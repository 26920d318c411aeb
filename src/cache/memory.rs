//! In-process [`CacheStore`] used by tests and single-node development runs.
//!
//! Mirrors the observable behavior of the Redis client closely enough for the
//! cache layer: absolute TTLs, glob pattern scans, bulk deletes. Fault switches
//! let tests simulate an unreachable store or a failing bulk delete.

use std::collections::BTreeMap;
use std::sync::Mutex;
use std::sync::atomic::{AtomicBool, AtomicUsize, Ordering};
use std::time::Duration;

use async_trait::async_trait;
use futures::StreamExt;
use tokio::time::Instant;

use super::error::StoreError;
use super::lock::mutex_lock;
use super::store::{CacheStore, KeyStream};

const SOURCE: &str = "cache::memory";

#[derive(Debug, Clone)]
struct StoredValue {
    value: String,
    expires_at: Instant,
}

impl StoredValue {
    fn is_live(&self, now: Instant) -> bool {
        self.expires_at > now
    }
}

/// Mutex-guarded ordered map with TTL bookkeeping.
pub struct MemoryStore {
    entries: Mutex<BTreeMap<String, StoredValue>>,
    offline: AtomicBool,
    bulk_deletes_fail: AtomicBool,
    admin_enabled: AtomicBool,
    endpoints: AtomicUsize,
    admin_calls: AtomicUsize,
    bulk_delete_calls: AtomicUsize,
}

impl MemoryStore {
    pub fn new() -> Self {
        Self {
            entries: Mutex::new(BTreeMap::new()),
            offline: AtomicBool::new(false),
            bulk_deletes_fail: AtomicBool::new(false),
            admin_enabled: AtomicBool::new(false),
            endpoints: AtomicUsize::new(1),
            admin_calls: AtomicUsize::new(0),
            bulk_delete_calls: AtomicUsize::new(0),
        }
    }

    /// Make every call fail as if the network were down.
    pub fn set_offline(&self, offline: bool) {
        self.offline.store(offline, Ordering::SeqCst);
    }

    /// Make `delete_many` fail while single-key deletes keep working.
    pub fn fail_bulk_deletes(&self, fail: bool) {
        self.bulk_deletes_fail.store(fail, Ordering::SeqCst);
    }

    /// Allow `INFO`/`DBSIZE`. Disabled by default, like a managed store that
    /// rejects privileged commands.
    pub fn enable_admin_commands(&self, enabled: bool) {
        self.admin_enabled.store(enabled, Ordering::SeqCst);
    }

    pub fn set_endpoint_count(&self, endpoints: usize) {
        self.endpoints.store(endpoints, Ordering::SeqCst);
    }

    /// Number of admin commands attempted so far.
    pub fn admin_calls(&self) -> usize {
        self.admin_calls.load(Ordering::SeqCst)
    }

    /// Number of `delete_many` calls attempted so far.
    pub fn bulk_delete_calls(&self) -> usize {
        self.bulk_delete_calls.load(Ordering::SeqCst)
    }

    /// Number of live (unexpired) entries.
    pub fn len(&self) -> usize {
        let now = Instant::now();
        mutex_lock(&self.entries, SOURCE, "len")
            .values()
            .filter(|entry| entry.is_live(now))
            .count()
    }

    pub fn is_empty(&self) -> bool {
        self.len() == 0
    }

    /// Remaining lifetime of a live key.
    pub fn ttl(&self, key: &str) -> Option<Duration> {
        let now = Instant::now();
        mutex_lock(&self.entries, SOURCE, "ttl")
            .get(key)
            .filter(|entry| entry.is_live(now))
            .map(|entry| entry.expires_at - now)
    }

    fn ensure_online(&self, command: &'static str) -> Result<(), StoreError> {
        if self.offline.load(Ordering::SeqCst) {
            return Err(StoreError::connection(format!(
                "memory store is offline ({command})"
            )));
        }
        Ok(())
    }

    fn remove_live(entries: &mut BTreeMap<String, StoredValue>, key: &str, now: Instant) -> bool {
        entries
            .remove(key)
            .is_some_and(|entry| entry.is_live(now))
    }
}

impl Default for MemoryStore {
    fn default() -> Self {
        Self::new()
    }
}

#[async_trait]
impl CacheStore for MemoryStore {
    async fn get_string(&self, key: &str) -> Result<Option<String>, StoreError> {
        self.ensure_online("GET")?;
        let now = Instant::now();
        let mut entries = mutex_lock(&self.entries, SOURCE, "get_string");
        match entries.get(key) {
            Some(entry) if entry.is_live(now) => Ok(Some(entry.value.clone())),
            Some(_) => {
                entries.remove(key);
                Ok(None)
            }
            None => Ok(None),
        }
    }

    async fn set_string(&self, key: &str, value: &str, ttl: Duration) -> Result<(), StoreError> {
        self.ensure_online("SET")?;
        let entry = StoredValue {
            value: value.to_string(),
            expires_at: expiry(Instant::now(), ttl, "SET")?,
        };
        mutex_lock(&self.entries, SOURCE, "set_string").insert(key.to_string(), entry);
        Ok(())
    }

    async fn delete(&self, key: &str) -> Result<bool, StoreError> {
        self.ensure_online("DEL")?;
        let mut entries = mutex_lock(&self.entries, SOURCE, "delete");
        Ok(Self::remove_live(&mut entries, key, Instant::now()))
    }

    async fn delete_many(&self, keys: &[String]) -> Result<u64, StoreError> {
        self.bulk_delete_calls.fetch_add(1, Ordering::SeqCst);
        self.ensure_online("DEL")?;
        if self.bulk_deletes_fail.load(Ordering::SeqCst) {
            return Err(StoreError::command("DEL", "bulk delete rejected"));
        }
        let now = Instant::now();
        let mut entries = mutex_lock(&self.entries, SOURCE, "delete_many");
        let removed = keys
            .iter()
            .filter(|key| Self::remove_live(&mut entries, key, now))
            .count();
        Ok(removed as u64)
    }

    async fn exists(&self, key: &str) -> Result<bool, StoreError> {
        self.ensure_online("EXISTS")?;
        let now = Instant::now();
        Ok(mutex_lock(&self.entries, SOURCE, "exists")
            .get(key)
            .is_some_and(|entry| entry.is_live(now)))
    }

    async fn refresh(&self, key: &str, ttl: Duration) -> Result<bool, StoreError> {
        self.ensure_online("PEXPIRE")?;
        let now = Instant::now();
        let mut entries = mutex_lock(&self.entries, SOURCE, "refresh");
        match entries.get_mut(key) {
            Some(entry) if entry.is_live(now) => {
                entry.expires_at = expiry(now, ttl, "PEXPIRE")?;
                Ok(true)
            }
            _ => Ok(false),
        }
    }

    fn scan_keys<'a>(&'a self, pattern: &'a str, _page_size: usize) -> KeyStream<'a> {
        if let Err(error) = self.ensure_online("SCAN") {
            return futures::stream::once(async move { Err(error) }).boxed();
        }
        let now = Instant::now();
        let matched: Vec<Result<String, StoreError>> =
            mutex_lock(&self.entries, SOURCE, "scan_keys")
                .iter()
                .filter(|(key, entry)| entry.is_live(now) && glob_match(pattern, key))
                .map(|(key, _)| Ok(key.clone()))
                .collect();
        futures::stream::iter(matched).boxed()
    }

    fn endpoint_count(&self) -> usize {
        self.endpoints.load(Ordering::SeqCst)
    }

    async fn execute_admin_command(&self, command: &str) -> Result<String, StoreError> {
        self.admin_calls.fetch_add(1, Ordering::SeqCst);
        self.ensure_online("INFO")?;
        if !self.admin_enabled.load(Ordering::SeqCst) {
            return Err(StoreError::unsupported(
                "admin",
                format!("`{command}` is not permitted on this store"),
            ));
        }
        let live = self.len();
        match command.trim().to_ascii_uppercase().as_str() {
            "INFO" => Ok(format!(
                "# Server\r\nredis_version:memory\r\n# Memory\r\nused_memory:0\r\n\
                 # Keyspace\r\ndb0:keys={live},expires={live},avg_ttl=0\r\n"
            )),
            "DBSIZE" => Ok(live.to_string()),
            _ => Err(StoreError::command("ADMIN", format!("unknown command `{command}`"))),
        }
    }
}

fn expiry(now: Instant, ttl: Duration, command: &'static str) -> Result<Instant, StoreError> {
    now.checked_add(ttl)
        .ok_or_else(|| StoreError::command(command, format!("ttl {ttl:?} out of range")))
}

/// Redis-style glob matching: `*`, `?`, `[abc]`, `[^a-z]` and `\` escapes.
pub(crate) fn glob_match(pattern: &str, text: &str) -> bool {
    let pattern: Vec<char> = pattern.chars().collect();
    let text: Vec<char> = text.chars().collect();

    let (mut pi, mut ti) = (0, 0);
    let mut backtrack: Option<(usize, usize)> = None;

    while ti < text.len() {
        if pi < pattern.len() && pattern[pi] == '*' {
            backtrack = Some((pi, ti));
            pi += 1;
            continue;
        }
        if pi < pattern.len()
            && let Some(next) = match_single(&pattern, pi, text[ti])
        {
            pi = next;
            ti += 1;
            continue;
        }
        match backtrack {
            Some((star, consumed)) => {
                pi = star + 1;
                ti = consumed + 1;
                backtrack = Some((star, consumed + 1));
            }
            None => return false,
        }
    }

    while pi < pattern.len() && pattern[pi] == '*' {
        pi += 1;
    }
    pi == pattern.len()
}

/// Match one non-`*` pattern token at `pi` against `c`, returning the index of
/// the next token on success.
fn match_single(pattern: &[char], pi: usize, c: char) -> Option<usize> {
    match pattern[pi] {
        '?' => Some(pi + 1),
        '\\' if pi + 1 < pattern.len() => (pattern[pi + 1] == c).then_some(pi + 2),
        '[' => match class_end(pattern, pi) {
            Some(end) => class_contains(&pattern[pi + 1..end], c).then_some(end + 1),
            None => (c == '[').then_some(pi + 1),
        },
        literal => (literal == c).then_some(pi + 1),
    }
}

fn class_end(pattern: &[char], open: usize) -> Option<usize> {
    let mut j = open + 1;
    while j < pattern.len() {
        match pattern[j] {
            '\\' => j += 2,
            ']' => return Some(j),
            _ => j += 1,
        }
    }
    None
}

fn class_contains(class: &[char], c: char) -> bool {
    let (negated, class) = match class.first() {
        Some('^') => (true, &class[1..]),
        _ => (false, class),
    };

    let mut hit = false;
    let mut i = 0;
    while i < class.len() {
        if class[i] == '\\' && i + 1 < class.len() {
            hit |= class[i + 1] == c;
            i += 2;
        } else if i + 2 < class.len() && class[i + 1] == '-' {
            let (low, high) = if class[i] <= class[i + 2] {
                (class[i], class[i + 2])
            } else {
                (class[i + 2], class[i])
            };
            hit |= low <= c && c <= high;
            i += 3;
        } else {
            hit |= class[i] == c;
            i += 1;
        }
    }
    hit != negated
}

#[cfg(test)]
mod tests {
    use futures::TryStreamExt;

    use super::*;

    #[test]
    fn glob_star_and_question_mark() {
        assert!(glob_match("page:*", "page:1"));
        assert!(glob_match("page:*", "page:"));
        assert!(!glob_match("page:*", "pages:1"));
        assert!(glob_match("user:*:42", "user:profile:42"));
        assert!(!glob_match("user:*:42", "user:profile:420"));
        assert!(glob_match("h?llo", "hello"));
        assert!(!glob_match("h?llo", "hllo"));
        assert!(glob_match("*", "anything"));
        assert!(glob_match("*", ""));
    }

    #[test]
    fn glob_classes_and_escapes() {
        assert!(glob_match("h[ae]llo", "hallo"));
        assert!(!glob_match("h[ae]llo", "hillo"));
        assert!(glob_match("h[^e]llo", "hallo"));
        assert!(!glob_match("h[^e]llo", "hello"));
        assert!(glob_match("id:[0-9]", "id:7"));
        assert!(!glob_match("id:[0-9]", "id:x"));
        assert!(glob_match("lit:\\*", "lit:*"));
        assert!(!glob_match("lit:\\*", "lit:x"));
    }

    #[tokio::test]
    async fn unrepresentable_ttl_is_rejected() {
        let store = MemoryStore::new();
        let err = store
            .set_string("page:1", "1", Duration::MAX)
            .await
            .expect_err("ttl overflows the clock");
        assert!(matches!(err, StoreError::Command { command: "SET", .. }));
        assert!(store.is_empty());

        store
            .set_string("page:1", "1", Duration::from_secs(60))
            .await
            .expect("set");
        assert!(store.refresh("page:1", Duration::MAX).await.is_err());
        assert!(store.ttl("page:1").expect("ttl") <= Duration::from_secs(60));
    }

    #[tokio::test]
    async fn set_get_delete_roundtrip() {
        let store = MemoryStore::new();
        let ttl = Duration::from_secs(60);

        store.set_string("page:1", "{}", ttl).await.expect("set");
        assert_eq!(
            store.get_string("page:1").await.expect("get"),
            Some("{}".to_string())
        );
        assert!(store.delete("page:1").await.expect("delete"));
        assert!(!store.delete("page:1").await.expect("second delete"));
        assert_eq!(store.get_string("page:1").await.expect("get"), None);
    }

    #[tokio::test(start_paused = true)]
    async fn entries_expire() {
        let store = MemoryStore::new();
        store
            .set_string("session:a", "x", Duration::from_secs(10))
            .await
            .expect("set");

        tokio::time::advance(Duration::from_secs(5)).await;
        assert!(store.exists("session:a").await.expect("exists"));
        assert!(store.refresh("session:a", Duration::from_secs(10)).await.expect("refresh"));

        tokio::time::advance(Duration::from_secs(9)).await;
        assert!(store.exists("session:a").await.expect("exists after refresh"));

        tokio::time::advance(Duration::from_secs(2)).await;
        assert!(!store.exists("session:a").await.expect("expired"));
        assert!(!store.refresh("session:a", Duration::from_secs(10)).await.expect("refresh"));
    }

    #[tokio::test]
    async fn scan_filters_by_pattern() {
        let store = MemoryStore::new();
        let ttl = Duration::from_secs(60);
        for key in ["page:1", "page:2", "pages:all", "product:1"] {
            store.set_string(key, "v", ttl).await.expect("seed");
        }

        let keys: Vec<String> = store
            .scan_keys("page:*", 10)
            .try_collect()
            .await
            .expect("scan");
        assert_eq!(keys, vec!["page:1".to_string(), "page:2".to_string()]);
    }

    #[tokio::test]
    async fn offline_store_fails_every_call() {
        let store = MemoryStore::new();
        store.set_offline(true);

        assert!(store.get_string("k").await.is_err());
        assert!(store.set_string("k", "v", Duration::from_secs(1)).await.is_err());
        let scanned: Result<Vec<String>, _> = store.scan_keys("*", 10).try_collect().await;
        assert!(scanned.is_err());
    }

    #[tokio::test]
    async fn admin_commands_are_opt_in() {
        let store = MemoryStore::new();
        let denied = store.execute_admin_command("INFO").await;
        assert!(matches!(denied, Err(ref error) if error.is_unsupported()));

        store.enable_admin_commands(true);
        store
            .set_string("a", "1", Duration::from_secs(60))
            .await
            .expect("seed");
        let info = store.execute_admin_command("info").await.expect("info");
        assert!(info.contains("db0:keys=1"));
        assert_eq!(store.execute_admin_command("DBSIZE").await.expect("dbsize"), "1");
        assert_eq!(store.admin_calls(), 3);
    }
}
_ _ _ _ _
Report the number of lines in the records that include the string "load", and write no other words.

> **Response to this task**: 6